▶ [TASK TO CARRY OUT] Every line with "stderr" in it should be copied from the data.

Stored entries:
· · · · · · ·
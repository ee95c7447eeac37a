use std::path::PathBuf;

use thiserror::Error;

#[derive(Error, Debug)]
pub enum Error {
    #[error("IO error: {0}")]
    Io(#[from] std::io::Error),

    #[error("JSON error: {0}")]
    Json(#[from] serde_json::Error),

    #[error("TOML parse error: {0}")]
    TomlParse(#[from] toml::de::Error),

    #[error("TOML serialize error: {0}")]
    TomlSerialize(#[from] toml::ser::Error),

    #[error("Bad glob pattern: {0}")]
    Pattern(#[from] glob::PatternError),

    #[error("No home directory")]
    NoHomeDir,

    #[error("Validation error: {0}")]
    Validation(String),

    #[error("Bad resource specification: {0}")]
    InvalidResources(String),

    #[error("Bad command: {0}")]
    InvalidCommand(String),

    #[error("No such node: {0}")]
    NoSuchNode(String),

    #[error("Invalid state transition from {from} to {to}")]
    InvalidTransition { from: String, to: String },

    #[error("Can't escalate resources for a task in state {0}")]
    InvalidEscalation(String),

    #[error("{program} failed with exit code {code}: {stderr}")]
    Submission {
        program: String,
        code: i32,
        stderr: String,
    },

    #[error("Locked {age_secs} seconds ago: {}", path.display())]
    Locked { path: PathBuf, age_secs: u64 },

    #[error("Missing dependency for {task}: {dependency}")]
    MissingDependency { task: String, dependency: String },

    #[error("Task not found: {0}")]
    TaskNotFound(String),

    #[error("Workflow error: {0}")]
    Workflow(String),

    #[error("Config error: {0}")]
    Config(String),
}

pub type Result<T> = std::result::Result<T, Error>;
· · · · · · ·
▶ [TASK ANSWER]
    #[error("{program} failed with exit code {code}: {stderr}")]
        stderr: String,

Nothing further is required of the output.